*** Material provided Section Begins ***

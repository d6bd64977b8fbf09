use anyhow::Result;
use marshal::{ByteBuf, Datum, Deser, Record, RecordShape, Ser, Shape, Shaped};

#[derive(PartialEq, Clone, Debug)]
pub struct Point {
    pub x: i64,
    pub y: i64,
}
impl Shaped for Point {
    fn shape() -> Shape {
        Shape::Record(RecordShape::new("Point").field::<i64>("X").field::<i64>("Y"))
    }
}
impl Ser for Point {
    fn to_datum(&self) -> Result<Datum> {
        let rec = Record::new("Point").with("X", &self.x)?.with("Y", &self.y)?;
        Ok(Datum::Record(rec))
    }
}
impl Deser for Point {
    fn from_datum(dat: Datum) -> Result<Self> {
        let mut rec = Record::expect(dat, "Point")?;
        Ok(Self {
            x: rec.take("X")?,
            y: rec.take("Y")?,
        })
    }
}

#[derive(PartialEq, Clone, Debug)]
pub struct Line {
    pub sku: String,
    pub qty: i32,
}
impl Shaped for Line {
    fn shape() -> Shape {
        Shape::Record(RecordShape::new("Line").field::<String>("Sku").field::<i32>("Qty"))
    }
}
impl Ser for Line {
    fn to_datum(&self) -> Result<Datum> {
        let rec = Record::new("Line")
            .with("Sku", &self.sku)?
            .with("Qty", &self.qty)?;
        Ok(Datum::Record(rec))
    }
}
impl Deser for Line {
    fn from_datum(dat: Datum) -> Result<Self> {
        let mut rec = Record::expect(dat, "Line")?;
        Ok(Self {
            sku: rec.take("Sku")?,
            qty: rec.take("Qty")?,
        })
    }
}

/// Exercises every kind of member.
#[derive(PartialEq, Clone, Debug)]
pub struct Order {
    pub id: u32,
    pub customer: String,
    pub total: f64,
    pub paid: bool,
    pub lines: Vec<Line>,
    pub note: Option<String>,
    pub receipt: ByteBuf,
    pub discounts: Vec<Option<i64>>,
    pub origin: Option<Point>,
}
impl Shaped for Order {
    fn shape() -> Shape {
        Shape::Record(
            RecordShape::new("Order")
                .field::<u32>("Id")
                .field::<String>("Customer")
                .field::<f64>("Total")
                .field::<bool>("Paid")
                .field::<Vec<Line>>("Lines")
                .field::<Option<String>>("Note")
                .field::<ByteBuf>("Receipt")
                .field::<Vec<Option<i64>>>("Discounts")
                .field::<Option<Point>>("Origin"),
        )
    }
}
impl Ser for Order {
    fn to_datum(&self) -> Result<Datum> {
        let rec = Record::new("Order")
            .with("Id", &self.id)?
            .with("Customer", &self.customer)?
            .with("Total", &self.total)?
            .with("Paid", &self.paid)?
            .with("Lines", &self.lines)?
            .with("Note", &self.note)?
            .with("Receipt", &self.receipt)?
            .with("Discounts", &self.discounts)?
            .with("Origin", &self.origin)?;
        Ok(Datum::Record(rec))
    }
}
impl Deser for Order {
    fn from_datum(dat: Datum) -> Result<Self> {
        let mut rec = Record::expect(dat, "Order")?;
        Ok(Self {
            id: rec.take("Id")?,
            customer: rec.take("Customer")?,
            total: rec.take("Total")?,
            paid: rec.take("Paid")?,
            lines: rec.take("Lines")?,
            note: rec.take("Note")?,
            receipt: rec.take("Receipt")?,
            discounts: rec.take("Discounts")?,
            origin: rec.take("Origin")?,
        })
    }
}

pub fn gen_order() -> Order {
    Order {
        id: 42,
        customer: String::from("Ann <ann@example.com> & co."),
        total: 19.95,
        paid: true,
        lines: vec![
            Line {
                sku: String::from("A-1"),
                qty: 2,
            },
            Line {
                sku: String::from("  padded\t"),
                qty: -1,
            },
        ],
        note: None,
        receipt: ByteBuf(vec![0x00, 0x7f, 0xff]),
        discounts: vec![Some(5), None, Some(-3)],
        origin: Some(Point { x: 3, y: 4 }),
    }
}

/// A record that contains itself.
#[derive(PartialEq, Clone, Debug)]
pub struct Tree {
    pub label: String,
    pub kids: Vec<Tree>,
}
impl Shaped for Tree {
    fn shape() -> Shape {
        Shape::Record(
            RecordShape::new("Tree")
                .field::<String>("Label")
                .field::<Vec<Tree>>("Kids"),
        )
    }
}
impl Ser for Tree {
    fn to_datum(&self) -> Result<Datum> {
        let rec = Record::new("Tree")
            .with("Label", &self.label)?
            .with("Kids", &self.kids)?;
        Ok(Datum::Record(rec))
    }
}
impl Deser for Tree {
    fn from_datum(dat: Datum) -> Result<Self> {
        let mut rec = Record::expect(dat, "Tree")?;
        Ok(Self {
            label: rec.take("Label")?,
            kids: rec.take("Kids")?,
        })
    }
}

/// A chain of `levels` trees. Each level adds two to the nesting depth.
pub fn gen_chain(levels: usize) -> Tree {
    let mut tree = Tree {
        label: String::from("leaf"),
        kids: vec![],
    };
    for i in 1..levels {
        tree = Tree {
            label: format!("level {}", i),
            kids: vec![tree],
        };
    }
    tree
}
use crate::helpers::{gen_chain, gen_order, Order, Tree};
use anyhow::Result;
use marshal::{ByteBuf, Codec, CodecConfig};

#[test]
fn order() -> Result<()> {
    let order = gen_order();

    let blob = marshal::encode_binary(Some(&order))?;
    assert_eq!(Some(order.clone()), marshal::decode_binary::<Order>(Some(&blob[..]))?);

    let doc = marshal::encode_text(Some(&order))?;
    assert!(doc.contains("<Customer>Ann &lt;ann@example.com&gt; &amp; co.</Customer>"));
    assert!(doc.contains(r#"<Note nil="true" />"#));
    assert!(doc.contains("<Receipt>007fff</Receipt>"));
    assert_eq!(Some(order), marshal::decode_text::<Order>(&doc)?);

    Ok(())
}

#[test]
fn order_in_compact_text() -> Result<()> {
    let codec = Codec::new(CodecConfig {
        text_indent: 0,
        xml_declaration: false,
        ..CodecConfig::default()
    });
    let order = Order {
        note: Some(String::from("line 1\r\nline 2")),
        lines: vec![],
        ..gen_order()
    };

    let doc = codec.encode_text(Some(&order))?;
    assert!(doc.starts_with("<Order><Id>42</Id>"));
    assert!(doc.contains("line 1&#13;\nline 2"));
    assert!(doc.contains("<Lines />"));
    assert_eq!(Some(order), codec.decode_text::<Order>(&doc)?);

    Ok(())
}

#[test]
fn self_containing_record() -> Result<()> {
    let tree = Tree {
        label: String::from("root"),
        kids: vec![gen_chain(3), gen_chain(1)],
    };

    let blob = marshal::encode_binary(Some(&tree))?;
    assert_eq!(Some(tree.clone()), marshal::decode_binary::<Tree>(Some(&blob[..]))?);

    let doc = marshal::encode_text(Some(&tree))?;
    assert_eq!(Some(tree), marshal::decode_text::<Tree>(&doc)?);

    Ok(())
}

#[test]
fn non_record_roots() -> Result<()> {
    let nums = vec![i64::MIN, 0, i64::MAX];
    let doc = marshal::encode_text(Some(&nums))?;
    assert!(doc.contains("<seq_i64>"));
    assert_eq!(Some(nums.clone()), marshal::decode_text::<Vec<i64>>(&doc)?);
    let blob = marshal::encode_binary(Some(&nums))?;
    assert_eq!(Some(nums), marshal::decode_binary::<Vec<i64>>(Some(&blob[..]))?);

    let empty = String::new();
    let doc = marshal::encode_text(Some(&empty))?;
    assert!(doc.ends_with("<str />"));
    assert_eq!(Some(empty), marshal::decode_text::<String>(&doc)?);

    let bytes = ByteBuf(vec![]);
    let blob = marshal::encode_binary(Some(&bytes))?;
    assert_eq!(Some(bytes), marshal::decode_binary::<ByteBuf>(Some(&blob[..]))?);

    /* Some(None) is a present value whose content is absent. */
    let blob = marshal::encode_binary(Some(&None::<i64>))?;
    assert_eq!(Some(None), marshal::decode_binary::<Option<i64>>(Some(&blob[..]))?);
    /* Its text form would be the nil root that reads back as None. */
    assert!(marshal::encode_text(Some(&None::<i64>))
        .unwrap_err()
        .is_encode());
    let doc = marshal::encode_text(Some(&Some(7i64)))?;
    assert_eq!(Some(Some(7)), marshal::decode_text::<Option<i64>>(&doc)?);

    for f in [f64::INFINITY, f64::NEG_INFINITY, -0.0, 1e300, f64::MIN_POSITIVE] {
        let doc = marshal::encode_text(Some(&f))?;
        let back = marshal::decode_text::<f64>(&doc)?;
        assert_eq!(Some(f.to_bits()), back.map(f64::to_bits));
    }
    let doc = marshal::encode_text(Some(&f64::NAN))?;
    assert!(marshal::decode_text::<f64>(&doc)?.is_some_and(f64::is_nan));

    Ok(())
}
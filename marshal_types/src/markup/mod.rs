//! # Markup format
//!
//! A value is written as a single element tree in a subset of XML 1.0.
//! Unlike the binary format, the markup does not describe its own types;
//! it is read back against the [`crate::types::Shape`] of the expected type.
//!
//! ```text
//! <?xml version="1.0" encoding="utf-8"?>
//! <Point>
//!   <X>3</X>
//!   <Y>4</Y>
//!   <Tags>
//!     <str>a</str>
//!     <str>b &amp; c</str>
//!   </Tags>
//!   <Label nil="true" />
//! </Point>
//! ```
//!
//! - The root element is named after the shape (see [`crate::types::Shape::element_name()`]).
//! - A record member is an element named after the member.
//! - A sequence item is an element named after the item's shape.
//! - `bool` is `true` or `false`; `i64` is decimal; `f64` is the shortest decimal
//!   that reads back to the same bits, or `NaN`, `inf`, `-inf`;
//!   bytes are lowercase hex; strings are escaped character data, never trimmed.
//! - An absent optional is an empty element with the attribute `nil="true"`.
//!
//! When reading, the prolog, comments, processing instructions, and `CDATA` sections
//! are understood. Record members are matched by name in any order.
//! Unknown elements and unknown attributes are ignored.

mod element;
mod escape;
mod name;
mod reader;
mod writer;


pub use element::*;
pub use reader::*;
pub use writer::*;

#[derive(Clone, Debug)]
pub struct MarkupOptions {
    /// Spaces per nesting level. Zero writes the whole document on one line.
    pub indent: usize,
    /// Whether to begin with `<?xml version="1.0" encoding="utf-8"?>`.
    pub declaration: bool,
    pub max_depth: usize,
}

impl Default for MarkupOptions {
    fn default() -> Self {
        Self {
            indent: 2,
            declaration: true,
            max_depth: crate::serde::DEFAULT_MAX_DEPTH,
        }
    }
}
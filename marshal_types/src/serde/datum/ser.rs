use crate::serde::{Datum, DatumBodyLen, DatumType, DatumTypeInt, MembersCount, Record};
use anyhow::{anyhow, Result};
use derive_more::Deref;
use std::io::Write;
use std::mem;

#[derive(Deref, Debug)]
pub struct WriteLen(usize);

impl Datum {
    pub fn ser(&self, w: &mut impl Write, max_depth: usize) -> Result<WriteLen> {
        let mut w_len = WriteLen(0);
        self.ser_(w, max_depth, 0, &mut w_len)?;
        Ok(w_len)
    }

    pub fn ser_solo(&self, max_depth: usize) -> Result<Vec<u8>> {
        let mut buf = vec![];
        self.ser(&mut buf, max_depth)?;
        Ok(buf)
    }

    fn ser_(
        &self,
        w: &mut impl Write,
        max_depth: usize,
        depth: usize,
        w_len: &mut WriteLen,
    ) -> Result<()> {
        check_depth(max_depth, depth)?;

        /* datum_type */
        let dtype = DatumType::from(self);
        let dtype = DatumTypeInt::from(dtype);
        put(w, &dtype.to_le_bytes(), w_len)?;

        /* datum_body_len */
        let dbody_len = match self {
            Datum::Null | Datum::Bool(_) | Datum::I64(_) | Datum::F64(_) => None,
            Datum::Bytes(b) => Some(DatumBodyLen::from_dynalen_body(b)?),
            Datum::Str(s) => Some(DatumBodyLen::from_dynalen_body(s.as_bytes())?),
            Datum::Seq(_) | Datum::Record(_) => {
                let len = self.body_len(max_depth, depth)?;
                Some(DatumBodyLen::new_manual(u32::try_from(len)?))
            }
        };
        if let Some(dbody_len) = dbody_len {
            put(w, &dbody_len.to_le_bytes(), w_len)?;
        }

        /* datum_body */
        match self {
            Datum::Null => {}
            Datum::Bool(b) => put(w, &[u8::from(*b)], w_len)?,
            Datum::I64(i) => put(w, &i.to_le_bytes(), w_len)?,
            Datum::F64(f) => put(w, &f.to_le_bytes(), w_len)?,
            Datum::Bytes(b) => put(w, b, w_len)?,
            Datum::Str(s) => put(w, s.as_bytes(), w_len)?,
            Datum::Seq(members) => {
                /* members_count */
                let membs_ct = MembersCount::from_len(members.len())?;
                put(w, &membs_ct.to_le_bytes(), w_len)?;

                /* members */
                for member in members {
                    member.ser_(w, max_depth, depth + 1, w_len)?;
                }
            }
            Datum::Record(Record { name, fields }) => {
                /* name */
                ser_name(w, name, w_len)?;

                /* members_count */
                let membs_ct = MembersCount::from_len(fields.len())?;
                put(w, &membs_ct.to_le_bytes(), w_len)?;

                /* members */
                for field in fields {
                    ser_name(w, &field.name, w_len)?;
                    field.value.ser_(w, max_depth, depth + 1, w_len)?;
                }
            }
        }

        Ok(())
    }

    /// The full serialized length, including `datum_type` and `datum_body_len`.
    fn datum_len(&self, max_depth: usize, depth: usize) -> Result<usize> {
        check_depth(max_depth, depth)?;

        /* datum_type's len */
        let dtype_len = mem::size_of::<DatumTypeInt>();

        /* datum_body_len's len */
        let dbody_len_len = match self {
            Datum::Null | Datum::Bool(_) | Datum::I64(_) | Datum::F64(_) => 0,
            _ => mem::size_of::<DatumBodyLen>(),
        };

        /* datum_body's len */
        let dbody_len = self.body_len(max_depth, depth)?;

        Ok(dtype_len + dbody_len_len + dbody_len)
    }

    fn body_len(&self, max_depth: usize, depth: usize) -> Result<usize> {
        let len = match self {
            Datum::Null => 0,
            Datum::Bool(_) => mem::size_of::<u8>(),
            Datum::I64(i) => mem::size_of_val(i),
            Datum::F64(f) => mem::size_of_val(f),
            Datum::Bytes(b) => b.len(),
            Datum::Str(s) => s.len(),
            Datum::Seq(members) => {
                /* members_count's len */
                let mut body_len = mem::size_of::<MembersCount>();

                /* members' lens */
                for member in members {
                    body_len += member.datum_len(max_depth, depth + 1)?;
                }

                body_len
            }
            Datum::Record(Record { name, fields }) => {
                /* name's len */
                let mut body_len = mem::size_of::<DatumBodyLen>() + name.len();

                /* members_count's len */
                body_len += mem::size_of::<MembersCount>();

                /* members' lens */
                for field in fields {
                    body_len += mem::size_of::<DatumBodyLen>() + field.name.len();
                    body_len += field.value.datum_len(max_depth, depth + 1)?;
                }

                body_len
            }
        };
        Ok(len)
    }
}

fn check_depth(max_depth: usize, depth: usize) -> Result<()> {
    if depth > max_depth {
        return Err(anyhow!(
            "Datum nesting exceeds the depth limit of {}.",
            max_depth
        ));
    }
    Ok(())
}

fn ser_name(w: &mut impl Write, name: &str, w_len: &mut WriteLen) -> Result<()> {
    let name_len = DatumBodyLen::from_dynalen_body(name.as_bytes())?;
    put(w, &name_len.to_le_bytes(), w_len)?;
    put(w, name.as_bytes(), w_len)
}

fn put(w: &mut impl Write, buf: &[u8], w_len: &mut WriteLen) -> Result<()> {
    w.write_all(buf)?;
    w_len.0 += buf.len();
    Ok(())
}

*** Material provided Section Ends ***

## Task to complete
In the records above, how many lines contain the word "anyhow"? State only the number.

## Output
4